March is the month the garden really wakes up. The spring primroses are gorgeous, lots of bulbs are coming through there is some early blossom on the tree. Daphne odora will bless us with its fragrance, magnolias will look their best, camellias are out now.Many alpines are out in flower. It's a great month. Everything is fresh.


  • Establishing shrubs trees and perennials now will mean new growth that emerges as the plants begin to grow, can be sustained well by the roots in the ground.
  • Plant bare rooted plants such as hedging and large shrubs and trees, whilst there is lots of moisture in the ground.
  • Plant fruit tree and bushes.
  • Prune fruit trees whilst trees are still dormant in the early part of this month.
  • Bulbs such as snowdrops and winter aconites establish better when planted now in the green rather than as bulbs in the autumn.
  • Sweet Peas need to be sewn now to plant out next month.
  • Pot up some hardy spring containers to lift your spirits. Enjoy the bellis daisies, primulas, violas, pansies and spring bulbs for instant colour.
  • Perennial that have a formed a hollow center to the clump like a doughnut should be divided.
  • Heuchera and similar perennials may need lifting and replanting if they have lifted their roots out of the ground and risk root rock.
  • Climbing and bush roses need a prune along with honeysuckles and other scrambling climbers. (David Austin and rambling roses remove any dead, diseased and damaged wood)
  • Give the grass a very moderate first cut on a dry day
  • Watch out for slugs. As soon as the soil reaches 10 degrees they will be hatching prolifically. There are many control methods ideally use a organic slug killer that does not kill off other predators or nematodes.

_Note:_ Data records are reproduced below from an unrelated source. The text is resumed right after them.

#[cfg(test)]
mod tests {
    use std::sync::Arc;
    use std::time::Duration;

    use serde_json::json;

    use super::{ApptSummaryQuery, MailboxSession};
    use crate::config::MirrorConfig;
    use crate::context::{ChangeBlock, NotifyBlock, RawRecord, ResponseContext};
    use crate::errors::TransportError;
    use crate::events::MirrorListener;
    use crate::models::Entity;
    use crate::pagination::SearchParams;
    use crate::sync::SessionMode;
    use crate::testing::{RecordingListener, refresh_json, refresh_payload};
    use crate::transport::{MessageFetch, ReplayTransport, Request, Response};

    fn session(config: MirrorConfig, transport: ReplayTransport) -> MailboxSession<ReplayTransport> {
        MailboxSession::new(config, transport)
    }

    fn with_change(token: u64) -> ResponseContext {
        ResponseContext {
            change: Some(ChangeBlock { token }),
            ..ResponseContext::default()
        }
    }

    fn refresh_reply(token: u64) -> Response {
        Response::new(json!({})).with_context(ResponseContext {
            refresh: Some(refresh_payload()),
            ..with_change(token)
        })
    }

    #[tokio::test]
    async fn cold_start_noop_populates_mirror() {
        let transport = ReplayTransport::new();
        transport.push(refresh_reply(450));
        let session = session(MirrorConfig::default(), transport);
        let listener = Arc::new(RecordingListener::default());
        session
            .add_listener(Arc::clone(&listener) as Arc<dyn MirrorListener>)
            .await
            .expect("listener added");

        let inbox = session
            .folder_by_path("/inbox")
            .await
            .expect("lookup succeeds")
            .expect("inbox mirrored");
        assert_eq!(inbox.id, "2");
        let work = session.tag_by_name("WORK").await.expect("lookup succeeds");
        assert_eq!(work.map(|t| t.id.clone()).as_deref(), Some("64"));
        assert_eq!(session.size().await.expect("size"), 4096);

        let calls = session.transport().calls();
        assert_eq!(session.transport().request_names(), ["NoOp"]);
        assert!(calls[0].context.refresh);
        assert_eq!(calls[0].context.notify_seq, 0);
        assert_eq!(listener.seen(), ["refresh"]);
        assert!(session.snapshot().folder_by_id("257").is_some());
        assert!(session.is_placeholder("other:9"));
        assert_eq!(
            session.last_change().await.expect("lock").map(|c| c.id),
            Some(450)
        );
    }

    #[tokio::test]
    async fn falls_back_to_explicit_fetch_without_refresh() {
        let transport = ReplayTransport::new();
        transport.push(Response::new(json!({})));
        transport.push(Response::new(json!({"folder": refresh_json()["folder"].clone()})));
        transport.push(Response::new(json!({})));
        transport.push(Response::new(json!({"tag": [{"id": "64", "name": "work"}]})));
        let session = session(MirrorConfig::default(), transport);

        let folders = session.all_folders().await.expect("folders load");
        assert!(folders.iter().any(|f| f.path() == "/Inbox/Work"));
        let tags = session.tags().await.expect("tags load");
        assert_eq!(tags.len(), 1);
        assert_eq!(
            session.transport().request_names(),
            ["NoOp", "GetFolder", "NoOp", "GetTag"]
        );

        session.folder("2").await.expect("cached lookup");
        assert_eq!(session.transport().calls().len(), 4);
    }

    #[tokio::test]
    async fn no_session_mode_fetches_directly() {
        let transport = ReplayTransport::new();
        transport.push(Response::new(json!({"folder": refresh_json()["folder"].clone()})));
        let config = MirrorConfig {
            no_session: true,
            ..MirrorConfig::default()
        };
        let session = session(config, transport);

        let root = session.user_root().await.expect("lookup").expect("root");
        assert_eq!(root.id, "1");
        let calls = session.transport().calls();
        assert_eq!(session.transport().request_names(), ["GetFolder"]);
        assert_eq!(calls[0].context.session, SessionMode::NoSession);
    }

    #[tokio::test]
    async fn denied_tag_fetch_yields_empty_registry() {
        let transport = ReplayTransport::new();
        transport.push_error(TransportError::Fault {
            code: TransportError::PERM_DENIED.to_owned(),
            message: "permission denied".to_owned(),
        });
        let config = MirrorConfig {
            no_session: true,
            ..MirrorConfig::default()
        };
        let session = session(config, transport);

        assert!(session.tags().await.expect("denial is not an error").is_empty());
        assert!(session.tag_by_name("work").await.expect("lookup").is_none());
        assert_eq!(session.transport().request_names(), ["GetTag"]);
    }

    #[tokio::test]
    async fn relative_path_is_rejected_without_a_call() {
        let session = session(MirrorConfig::default(), ReplayTransport::new());
        let err = session.folder_by_path("Inbox").await.expect_err("relative path");
        assert_eq!(err.code(), "invalid_input");
        assert!(session.transport().calls().is_empty());
    }

    #[tokio::test(flavor = "multi_thread", worker_threads = 2)]
    async fn concurrent_fetches_share_one_remote_call() {
        let transport = ReplayTransport::new().with_delay(Duration::from_millis(50));
        transport.push(Response::new(json!({"m": {"id": "77", "f": "u", "su": "hello"}})));
        let session = Arc::new(session(MirrorConfig::default(), transport));

        let fetch = |session: Arc<MailboxSession<ReplayTransport>>| {
            tokio::spawn(async move { session.message(MessageFetch::new("77")).await })
        };
        let first = fetch(Arc::clone(&session));
        let second = fetch(Arc::clone(&session));
        let first = first.await.expect("task joins").expect("fetch succeeds");
        let second = second.await.expect("task joins").expect("fetch succeeds");

        assert_eq!(first.subject.as_deref(), Some("hello"));
        assert_eq!(first, second);
        assert_eq!(session.transport().request_names(), ["GetMsg"]);
    }

    #[tokio::test]
    async fn mark_read_on_cache_hit_sends_action_and_applies_notification() {
        let transport = ReplayTransport::new();
        transport.push(Response::new(json!({"m": [{"id": "77", "uuid": "m-77", "f": "u"}]})));
        transport.push(Response::new(json!({})).with_context(ResponseContext {
            notify: vec![NotifyBlock {
                seq: 3,
                modified: vec![RawRecord::new("m", json!({"id": "77", "f": ""}))],
                ..NotifyBlock::default()
            }],
            ..ResponseContext::default()
        }));
        let session = session(MirrorConfig::default(), transport);

        let unread = session.message(MessageFetch::new("77")).await.expect("fetch");
        assert!(unread.is_unread());

        let mut fetch = MessageFetch::new("77");
        fetch.mark_read = true;
        let read = session.message(fetch.clone()).await.expect("cache hit");
        assert!(!read.is_unread());
        session.message(fetch).await.expect("already read");

        assert_eq!(session.transport().request_names(), ["GetMsg", "MsgAction"]);
        let cached = session.cached_message("77").await.expect("lock");
        assert_eq!(cached.map(|m| m.flags.clone()).as_deref(), Some(""));
        let by_uuid = session.cached_item_by_uuid("m-77").await.expect("lock");
        assert!(matches!(by_uuid, Some(Entity::Message(m)) if m.flags.is_empty()));
    }

    #[tokio::test]
    async fn lower_change_token_forces_refresh_request() {
        let transport = ReplayTransport::new();
        transport.push(refresh_reply(450));
        transport.push(Response::new(json!({})).with_context(ResponseContext {
            notify: vec![NotifyBlock {
                seq: 7,
                ..NotifyBlock::default()
            }],
            ..with_change(12)
        }));
        transport.push(refresh_reply(12));
        let session = session(MirrorConfig::default(), transport);

        session.folder_by_id("2").await.expect("cold start");
        session.noop().await.expect("noop");
        assert!(!session.transport().calls()[1].context.refresh);
        session.folder_by_id("2").await.expect("lookup after discontinuity");

        let calls = session.transport().calls();
        assert_eq!(session.transport().request_names(), ["NoOp", "NoOp", "NoOp"]);
        assert!(calls[2].context.refresh);
        assert_eq!(calls[2].context.notify_seq, 0);
        assert_eq!(
            session.last_change().await.expect("lock").map(|c| c.id),
            Some(12)
        );

        session.folder_by_id("5").await.expect("settled");
        assert_eq!(session.transport().calls().len(), 3);
    }

    #[tokio::test(flavor = "multi_thread", worker_threads = 2)]
    async fn waiter_times_out_behind_slow_call() {
        let transport = ReplayTransport::new().with_delay(Duration::from_millis(300));
        let config = MirrorConfig {
            lock_timeout_ms: 20,
            ..MirrorConfig::default()
        };
        let session = Arc::new(session(config, transport));

        let slow = {
            let session = Arc::clone(&session);
            tokio::spawn(async move { session.noop().await })
        };
        tokio::time::sleep(Duration::from_millis(50)).await;
        let err = session.clear_caches().await.expect_err("lock is held");
        assert_eq!(err.code(), "lock_timeout");
        slow.await.expect("task joins").expect("noop succeeds");
    }

    #[tokio::test]
    async fn transport_failure_leaves_mirror_untouched() {
        let transport = ReplayTransport::new();
        transport.push(refresh_reply(450));
        transport.push_error(TransportError::Io("connection reset".to_owned()));
        let session = session(MirrorConfig::default(), transport);

        session.folder_by_id("2").await.expect("cold start");
        let before = session.snapshot();
        let err = session
            .invoke(Request::Custom {
                name: "ItemAction".to_owned(),
                body: json!({"op": "move"}),
            })
            .await
            .expect_err("scripted failure");

        assert_eq!(err.code(), "transport");
        assert!(Arc::ptr_eq(&before, &session.snapshot()));
    }

    #[tokio::test]
    async fn search_pages_are_served_from_the_pager() {
        let transport = ReplayTransport::new();
        transport.push(Response::new(json!({
            "hits": [
                {"type": "m", "id": "1", "sf": "a"},
                {"type": "m", "id": "2", "sf": "b"}
            ],
            "more": true
        })));
        let session = session(MirrorConfig::default(), transport);
        let params = SearchParams::new("in:inbox").with_types("message").with_page(0, 2);

        let page = session.search(params.clone()).await.expect("search");
        assert_eq!(page.hits.len(), 2);
        assert!(page.has_more);
        let again = session.search(params).await.expect("cached page");
        assert_eq!(again, page);
        assert_eq!(session.transport().request_names(), ["Search"]);

        let err = session
            .search_conversation(SearchParams::new("in:inbox"))
            .await
            .expect_err("no conversation id");
        assert_eq!(err.code(), "invalid_input");
    }

    #[tokio::test]
    async fn appointment_summaries_fetch_once_and_map_mountpoints() {
        let transport = ReplayTransport::new();
        transport.push(refresh_reply(450));
        transport.push(Response::new(json!({
            "hits": [
                {"id": "900", "l": "10", "name": "standup", "inst": [{"s": 1500, "dur": 900}]},
                {"id": "901", "l": "boss:2", "name": "one on one"}
            ],
            "more": false
        })));
        let session = session(MirrorConfig::default(), transport);
        let query = ApptSummaryQuery {
            folder_ids: vec!["10".to_owned(), "301".to_owned()],
            ..ApptSummaryQuery::new(1_000, 2_000)
        };

        let results = session.appointment_summaries(&query).await.expect("summaries");
        assert_eq!(results.len(), 2);
        let own = results.iter().find(|r| r.folder_id == "10").expect("own calendar");
        assert_eq!(own.appointments[0].id, "900");
        let mounted = results.iter().find(|r| r.folder_id == "301").expect("mountpoint");
        assert_eq!(mounted.appointments[0].id, "901");

        let calls = session.transport().calls();
        let Request::Search(params) = &calls[1].request else {
            panic!("expected a search, got {:?}", calls[1].request);
        };
        assert_eq!(params.query, "(inid:\"10\" or inid:\"301\")");
        assert_eq!(params.cal_expand_start, Some(1_000));

        session.appointment_summaries(&query).await.expect("cached");
        assert_eq!(session.transport().calls().len(), 2);
    }

    #[tokio::test]
    async fn mini_calendar_is_cached_per_range_and_folders() {
        let transport = ReplayTransport::new();
        transport.push(Response::new(json!({
            "date": ["20260105", " 20260107"],
            "error": [{"id": "301", "code": "service.PERM_DENIED"}]
        })));
        let session = session(MirrorConfig::default(), transport);
        let folders = vec!["10".to_owned(), "301".to_owned()];

        let first = session.mini_calendar(1, 2, &folders).await.expect("mini cal");
        assert!(first.dates.contains("20260107"));
        assert_eq!(first.errors[0].folder_id, "301");
        let second = session.mini_calendar(1, 2, &folders).await.expect("cached");
        assert_eq!(second.dates, first.dates);
        assert!(second.errors.is_empty());
        assert_eq!(session.transport().request_names(), ["GetMiniCal"]);
    }
}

  • Salix, Cornus and prunus which have bright bark shoots need cutting back so the stems will produce maximum colour in the autumn.
  • It is crucial to grow some plants to sustain the newly emerging bumble bees.
  • Start to think about getting your onions and shallots in the ground
  • When the weather warms up, risk a few very early potatoes, it’s worth it but don’t go mad it is a gamble!
  • Broad beans go in now.
  • Top up your borders with soil conditioner and consider feeding your garden with slow release feed.
  • Enjoy the excellent range of early alpines that are coming into flower now new varieties of aubrietia and arabis. Why not make up some low alpine pots. Plant in contains with half grit and half compost for good drainage. Our Hardy Container workshop is coming up next month.
  • Re-pot anything that’s been stuck in old compost for ages and needs a bit of extra vigour and for optimum success add some slow release feed.